Task brief:
The line containing "kind if kind.is_trivia()" marks the end; copy exactly all lines from the start of the material up to and including it.
Records to process Start Marker
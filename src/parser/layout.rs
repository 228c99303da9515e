//! Layout filter: turns the raw token stream into the significant one.

use std::sync::Arc;

use crate::span::Span;
use crate::token::{Token, TokenKind};

/// Keep only the tokens the grammar cares about.
///
/// Trivia is dropped. A line break is dropped when it cannot end an
/// expression (after an operator, an opening bracket, a comma, and so
/// on) or when a `\` continues the line. Doc comments survive only at
/// the start of a line. The result always ends with `Eof`.
pub(super) fn significant_tokens(tokens: &[Token]) -> Vec<Token> {
    let mut kept: Vec<Token> = Vec::with_capacity(tokens.len());
    let mut continued = false;

    for token in tokens {
        match token.kind {
            kind if kind.is_trivia() => {}
            TokenKind::LineContinuation => continued = true,
            TokenKind::Line => {
                if std::mem::take(&mut continued) || !ends_line(kept.last()) {
                    continue;
                }
                kept.push(token.clone());
            }
            TokenKind::DocComment => {
                continued = false;
                if starts_line(kept.last()) {
                    kept.push(token.clone());
                }
            }
            TokenKind::Eof => {
                kept.push(token.clone());
                break;
            }
            _ => {
                continued = false;
                kept.push(token.clone());
            }
        }
    }

    if kept.last().is_none_or(|t| t.kind != TokenKind::Eof) {
        let span = kept.last().map_or_else(
            || Span::new(Arc::from(""), 1, 1, 1, 1),
            |t| t.span.clone(),
        );
        kept.push(Token {
            kind: TokenKind::Eof,
            text: String::new(),
            value: None,
            span,
        });
    }
    kept
}

/// Whether a line break after `previous` separates two expressions.
fn ends_line(previous: Option<&Token>) -> bool {
    let Some(previous) = previous else {
        return false;
    };
    if previous.is_operator_name() {
        // `~name` is a complete operand; a bare `~` still wants one.
        let unquoted = previous.text.trim_start_matches('~');
        return previous.text.starts_with('~') && !unquoted.is_empty();
    }
    !matches!(
        previous.kind,
        TokenKind::Line
            | TokenKind::LeftParen
            | TokenKind::LeftBracket
            | TokenKind::LeftBrace
            | TokenKind::Comma
            | TokenKind::Backtick
            | TokenKind::Field
            | TokenKind::And
            | TokenKind::Or
            | TokenKind::Is
            | TokenKind::DocComment
    ) && !previous.kind.is_operator()
}

fn starts_line(previous: Option<&Token>) -> bool {
    previous.is_none_or(|t| matches!(t.kind, TokenKind::Line | TokenKind::DocComment))
}
//! Named constructors for every node kind.
//!
//! These are the only way to make an [`Expr`]. Shorthand forms (infix
//! calls, positional records, `if`, `while`, `and`/`or`) and the
//! collapsing of short sequences happen here and nowhere else.

use crate::ast::{Expr, ExprKind, Field, ImportDeclaration};
use crate::pattern::{MatchCase, Pattern};
use crate::span::{Span, surrounding};

impl Expr {
    const fn new(span: Option<Span>, kind: ExprKind) -> Self {
        Self {
            kind,
            span,
            doc: String::new(),
        }
    }

    /// Attach documentation to the node.
    #[must_use]
    pub fn with_doc(mut self, doc: impl Into<String>) -> Self {
        self.doc = doc.into();
        self
    }

    #[must_use]
    pub const fn array(span: Option<Span>, elements: Vec<Self>) -> Self {
        Self::new(span, ExprKind::Array(elements))
    }

    #[must_use]
    pub fn assign(span: Option<Span>, name: impl Into<String>, value: Self) -> Self {
        Self::new(
            span,
            ExprKind::Assign {
                name: name.into(),
                value: Box::new(value),
            },
        )
    }

    #[must_use]
    pub const fn bool(span: Option<Span>, value: bool) -> Self {
        Self::new(span, ExprKind::Bool(value))
    }

    #[must_use]
    pub const fn break_(span: Option<Span>) -> Self {
        Self::new(span, ExprKind::Break)
    }

    #[must_use]
    pub fn call(span: Option<Span>, name: impl Into<String>, argument: Self) -> Self {
        Self::new(
            span,
            ExprKind::Call {
                name: name.into(),
                argument: Box::new(argument),
            },
        )
    }

    /// `left op right`: a call whose argument is the record `(left, right)`.
    #[must_use]
    pub fn binary_call(left: Self, op: impl Into<String>, right: Self) -> Self {
        let span = surrounding(left.span(), right.span());
        Self::call(span, op, Self::positional_record(vec![left, right]))
    }

    /// Prefix `op operand`: the record is `(operand, nothing)`.
    #[must_use]
    pub fn unary_call(op_span: Option<Span>, op: impl Into<String>, operand: Self) -> Self {
        let span = surrounding(op_span.as_ref(), operand.span());
        Self::call(
            span,
            op,
            Self::positional_record(vec![operand, Self::nothing(None)]),
        )
    }

    #[must_use]
    pub fn class(
        span: Option<Span>,
        doc: impl Into<String>,
        name: impl Into<String>,
        parents: Vec<String>,
        fields: Vec<Field>,
    ) -> Self {
        Self::new(
            span,
            ExprKind::Class {
                name: name.into(),
                parents,
                fields,
            },
        )
        .with_doc(doc)
    }

    #[must_use]
    pub fn fn_(
        span: Option<Span>,
        doc: impl Into<String>,
        pattern: Option<Pattern>,
        body: Self,
    ) -> Self {
        Self::new(
            span,
            ExprKind::Fn {
                pattern,
                body: Box::new(body),
            },
        )
        .with_doc(doc)
    }

    /// `if condition then then_branch else else_branch end`, as a
    /// two-case match. A missing else branch is `nothing`.
    #[must_use]
    pub fn if_(
        span: Option<Span>,
        condition: Self,
        then_branch: Self,
        else_branch: Option<Self>,
    ) -> Self {
        let else_branch = else_branch.unwrap_or_else(|| Self::nothing(None));
        let span = span.or_else(|| surrounding(condition.span(), else_branch.span()));
        let cases = vec![
            MatchCase::new(Some(Pattern::value(Self::bool(None, true))), then_branch),
            MatchCase::catch_all(else_branch),
        ];
        Self::match_(span, condition, cases)
    }

    /// `left and right`: `right` only runs when `left` is true.
    #[must_use]
    pub fn and(left: Self, right: Self) -> Self {
        let span = surrounding(left.span(), right.span());
        Self::if_(span, left, right, Some(Self::bool(None, false)))
    }

    /// `left or right`: `right` only runs when `left` is not true.
    #[must_use]
    pub fn or(left: Self, right: Self) -> Self {
        let span = surrounding(left.span(), right.span());
        Self::if_(span, left, Self::bool(None, true), Some(right))
    }

    #[must_use]
    pub fn import(
        span: Option<Span>,
        scheme: impl Into<String>,
        module: impl Into<String>,
        prefix: impl Into<String>,
        only: bool,
        declarations: Vec<ImportDeclaration>,
    ) -> Self {
        Self::new(
            span,
            ExprKind::Import {
                scheme: scheme.into(),
                module: module.into(),
                prefix: prefix.into(),
                only,
                declarations,
            },
        )
    }

    #[must_use]
    pub const fn int(span: Option<Span>, value: i64) -> Self {
        Self::new(span, ExprKind::Int(value))
    }

    #[must_use]
    pub fn loop_(span: Option<Span>, body: Self) -> Self {
        Self::new(span, ExprKind::Loop(Box::new(body)))
    }

    /// `while condition do body end`: loop until the condition is not true.
    #[must_use]
    pub fn while_(span: Option<Span>, condition: Self, body: Self) -> Self {
        let test = Self::if_(
            span.clone(),
            condition,
            body,
            Some(Self::break_(None)),
        );
        Self::loop_(span, test)
    }

    #[must_use]
    pub fn match_(span: Option<Span>, value: Self, cases: Vec<MatchCase>) -> Self {
        Self::new(
            span,
            ExprKind::Match {
                value: Box::new(value),
                cases,
            },
        )
    }

    #[must_use]
    pub fn method(
        span: Option<Span>,
        doc: impl Into<String>,
        name: impl Into<String>,
        pattern: Option<Pattern>,
        body: Option<Self>,
    ) -> Self {
        Self::new(
            span,
            ExprKind::Method {
                name: name.into(),
                pattern,
                body: body.map(Box::new),
            },
        )
        .with_doc(doc)
    }

    #[must_use]
    pub fn name(span: Option<Span>, name: impl Into<String>) -> Self {
        Self::new(span, ExprKind::Name(name.into()))
    }

    #[must_use]
    pub const fn nothing(span: Option<Span>) -> Self {
        Self::new(span, ExprKind::Nothing)
    }

    #[must_use]
    pub fn quote(span: Option<Span>, body: Self) -> Self {
        Self::new(span, ExprKind::Quote(Box::new(body)))
    }

    /// Record with explicit labels, kept in the given order.
    #[must_use]
    pub const fn record(span: Option<Span>, fields: Vec<(String, Self)>) -> Self {
        Self::new(span, ExprKind::Record(fields))
    }

    /// Record labelled `"0"`, `"1"`, ... in order. The span surrounds
    /// the first and last values.
    #[must_use]
    pub fn positional_record(values: Vec<Self>) -> Self {
        let span = surrounding(
            values.first().and_then(Self::span),
            values.last().and_then(Self::span),
        );
        let fields = values
            .into_iter()
            .enumerate()
            .map(|(i, value)| (positional_label(i), value))
            .collect();
        Self::record(span, fields)
    }

    #[must_use]
    pub fn return_(span: Option<Span>, value: Self) -> Self {
        Self::new(span, ExprKind::Return(Box::new(value)))
    }

    /// A `do` block. The span is the body's unless one is given.
    #[must_use]
    pub fn scope(span: Option<Span>, body: Self, catches: Vec<MatchCase>) -> Self {
        let span = span.or_else(|| body.span.clone());
        Self::new(
            span,
            ExprKind::Scope {
                body: Box::new(body),
                catches,
            },
        )
    }

    /// No items is `nothing`; one item is that item itself.
    #[must_use]
    pub fn sequence(mut items: Vec<Self>) -> Self {
        match items.len() {
            0 => Self::nothing(None),
            1 => items.remove(0),
            _ => {
                let span = surrounding(
                    items.first().and_then(Self::span),
                    items.last().and_then(Self::span),
                );
                Self::new(span, ExprKind::Sequence(items))
            }
        }
    }

    #[must_use]
    pub fn string(span: Option<Span>, text: impl Into<String>) -> Self {
        Self::new(span, ExprKind::String(text.into()))
    }

    #[must_use]
    pub fn throw(span: Option<Span>, value: Self) -> Self {
        Self::new(span, ExprKind::Throw(Box::new(value)))
    }

    #[must_use]
    pub fn unquote(span: Option<Span>, value: Self) -> Self {
        Self::new(span, ExprKind::Unquote(Box::new(value)))
    }

    #[must_use]
    pub fn var(span: Option<Span>, is_mutable: bool, pattern: Pattern, value: Self) -> Self {
        Self::new(
            span,
            ExprKind::Var {
                is_mutable,
                pattern,
                value: Box::new(value),
            },
        )
    }
}

/// Label of the `index`th positional record field.
#[must_use]
pub fn positional_label(index: usize) -> String {
    index.to_string()
}

impl Pattern {
    /// Matches values equal to `value`.
    #[must_use]
    pub fn value(value: Expr) -> Self {
        Self::Value(Box::new(value))
    }

    /// Binds `name` after checking the value against `type_expr`.
    #[must_use]
    pub fn typed(name: impl Into<String>, type_expr: Expr) -> Self {
        Self::Typed(name.into(), Box::new(type_expr))
    }
}

impl MatchCase {
    #[must_use]
    pub const fn new(pattern: Option<Pattern>, body: Expr) -> Self {
        Self { pattern, body }
    }

    /// The arm taken when no other case matches.
    #[must_use]
    pub const fn catch_all(body: Expr) -> Self {
        Self::new(None, body)
    }
}

impl Field {
    #[must_use]
    pub fn new(name: impl Into<String>, is_mutable: bool) -> Self {
        Self {
            name: name.into(),
            doc: String::new(),
            is_mutable,
            type_expr: None,
            initializer: None,
        }
    }

    #[must_use]
    pub fn doc(mut self, doc: impl Into<String>) -> Self {
        self.doc = doc.into();
        self
    }

    #[must_use]
    pub fn type_expr(mut self, type_expr: Expr) -> Self {
        self.type_expr = Some(type_expr);
        self
    }

    #[must_use]
    pub fn initializer(mut self, initializer: Expr) -> Self {
        self.initializer = Some(initializer);
        self
    }
}

impl ImportDeclaration {
    #[must_use]
    pub fn new(name: impl Into<String>) -> Self {
        Self {
            is_exported: false,
            name: name.into(),
            rename: None,
        }
    }

    #[must_use]
    pub const fn exported(mut self) -> Self {
        self.is_exported = true;
        self
    }

    #[must_use]
    pub fn rename(mut self, rename: impl Into<String>) -> Self {
        self.rename = Some(rename.into());
        self
    }
}
use crate::foundation::error::{ColorbookError, ColorbookResult};
use crate::foundation::math::mul_div255_u8;

pub use kurbo::{Affine, BezPath, Point, Rect, Vec2};

/// Fixed size of the logical canvas that every drawing command targets.
#[derive(Clone, Copy, Debug, PartialEq, Eq, serde::Serialize, serde::Deserialize)]
pub struct LogicalSize {
    /// Width in logical units.
    pub width: u32,
    /// Height in logical units.
    pub height: u32,
}

impl LogicalSize {
    /// Create a validated logical size with both dimensions non-zero.
    pub fn new(width: u32, height: u32) -> ColorbookResult<Self> {
        if width == 0 || height == 0 {
            return Err(ColorbookError::validation(
                "logical canvas width/height must be > 0",
            ));
        }
        Ok(Self { width, height })
    }

    /// Width over height.
    pub fn aspect(self) -> f64 {
        f64::from(self.width) / f64::from(self.height)
    }
}

/// On-screen rectangle of the canvas element, in display pixels relative to the viewport.
#[derive(Clone, Copy, Debug, PartialEq, serde::Serialize, serde::Deserialize)]
pub struct DisplayRect {
    /// Left edge.
    pub x: f64,
    /// Top edge.
    pub y: f64,
    /// Displayed width.
    pub width: f64,
    /// Displayed height.
    pub height: f64,
}

impl DisplayRect {
    /// Rectangle anchored at `(x, y)` with the given size.
    pub fn new(x: f64, y: f64, width: f64, height: f64) -> Self {
        Self {
            x,
            y,
            width,
            height,
        }
    }

    /// Rectangle at the origin with the given size.
    pub fn from_size(width: f64, height: f64) -> Self {
        Self::new(0.0, 0.0, width, height)
    }

    /// `true` when both extents are finite and strictly positive.
    pub fn is_usable(self) -> bool {
        self.width.is_finite() && self.height.is_finite() && self.width > 0.0 && self.height > 0.0
    }
}

/// Straight-alpha RGBA8 color, as user-facing colors and fill snapshots are expressed.
#[derive(Clone, Copy, Debug, PartialEq, Eq, Hash)]
pub struct Rgba8 {
    /// Red channel.
    pub r: u8,
    /// Green channel.
    pub g: u8,
    /// Blue channel.
    pub b: u8,
    /// Alpha channel.
    pub a: u8,
}

impl Rgba8 {
    /// Fully transparent black.
    pub const TRANSPARENT: Self = Self::new(0, 0, 0, 0);

    /// Build a color from its four channels.
    pub const fn new(r: u8, g: u8, b: u8, a: u8) -> Self {
        Self { r, g, b, a }
    }

    /// Opaque color from RGB channels.
    pub const fn opaque(r: u8, g: u8, b: u8) -> Self {
        Self::new(r, g, b, 255)
    }

    /// Channels as `[r, g, b, a]`.
    pub fn to_array(self) -> [u8; 4] {
        [self.r, self.g, self.b, self.a]
    }

    /// Build from `[r, g, b, a]`.
    pub fn from_array(px: [u8; 4]) -> Self {
        Self::new(px[0], px[1], px[2], px[3])
    }

    /// Premultiply into the storage format used by surfaces.
    pub fn to_premul(self) -> Rgba8Premul {
        Rgba8Premul::from_straight_rgba(self.r, self.g, self.b, self.a)
    }
}

/// Premultiplied RGBA8 (r,g,b already multiplied by a).
#[derive(Clone, Copy, Debug, PartialEq, Eq)]
pub struct Rgba8Premul {
    /// Red channel premultiplied by alpha.
    pub r: u8,
    /// Green channel premultiplied by alpha.
    pub g: u8,
    /// Blue channel premultiplied by alpha.
    pub b: u8,
    /// Alpha channel.
    pub a: u8,
}

impl Rgba8Premul {
    /// Fully transparent black.
    pub fn transparent() -> Self {
        Self {
            r: 0,
            g: 0,
            b: 0,
            a: 0,
        }
    }

    /// Convert straight-alpha RGBA8 into premultiplied RGBA8.
    pub fn from_straight_rgba(r: u8, g: u8, b: u8, a: u8) -> Self {
        let a16 = u16::from(a);
        Self {
            r: mul_div255_u8(u16::from(r), a16),
            g: mul_div255_u8(u16::from(g), a16),
            b: mul_div255_u8(u16::from(b), a16),
            a,
        }
    }

    /// Channels as `[r, g, b, a]`.
    pub fn to_array(self) -> [u8; 4] {
        [self.r, self.g, self.b, self.a]
    }
}

/// Axis-aligned pixel rectangle in backing-buffer space.
#[derive(Clone, Copy, Debug, PartialEq, Eq)]
pub struct PixelRect {
    /// Left column (inclusive).
    pub x: u32,
    /// Top row (inclusive).
    pub y: u32,
    /// Width in pixels.
    pub width: u32,
    /// Height in pixels.
    pub height: u32,
}

impl PixelRect {
    /// Exclusive right column.
    pub fn right(self) -> u32 {
        self.x + self.width
    }

    /// Exclusive bottom row.
    pub fn bottom(self) -> u32 {
        self.y + self.height
    }

    /// `true` when `(x, y)` lies inside the rectangle.
    pub fn contains(self, x: u32, y: u32) -> bool {
        x >= self.x && x < self.right() && y >= self.y && y < self.bottom()
    }
}

#[cfg(test)]
#[path = "../../tests/unit/foundation/core.rs"]
mod tests;
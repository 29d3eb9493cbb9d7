pub(crate) mod builtin;
pub(crate) mod catalog;
pub(crate) mod color;
pub(crate) mod decode;
pub(crate) mod outline;
pub(crate) mod svg_raster;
Records to process End Marker
Solution:
filename src/parser/layout.rs
repository 228c99303da9515e
//! Layout filter: turns the raw token stream into the significant one.

use std::sync::Arc;

use crate::span::Span;
use crate::token::{Token, TokenKind};

/// Keep only the tokens the grammar cares about.
///
/// Trivia is dropped. A line break is dropped when it cannot end an
/// expression (after an operator, an opening bracket, a comma, and so
/// on) or when a `\` continues the line. Doc comments survive only at
/// the start of a line. The result always ends with `Eof`.
pub(super) fn significant_tokens(tokens: &[Token]) -> Vec<Token> {
    let mut kept: Vec<Token> = Vec::with_capacity(tokens.len());
    let mut continued = false;

    for token in tokens {
        match token.kind {
            kind if kind.is_trivia() => {}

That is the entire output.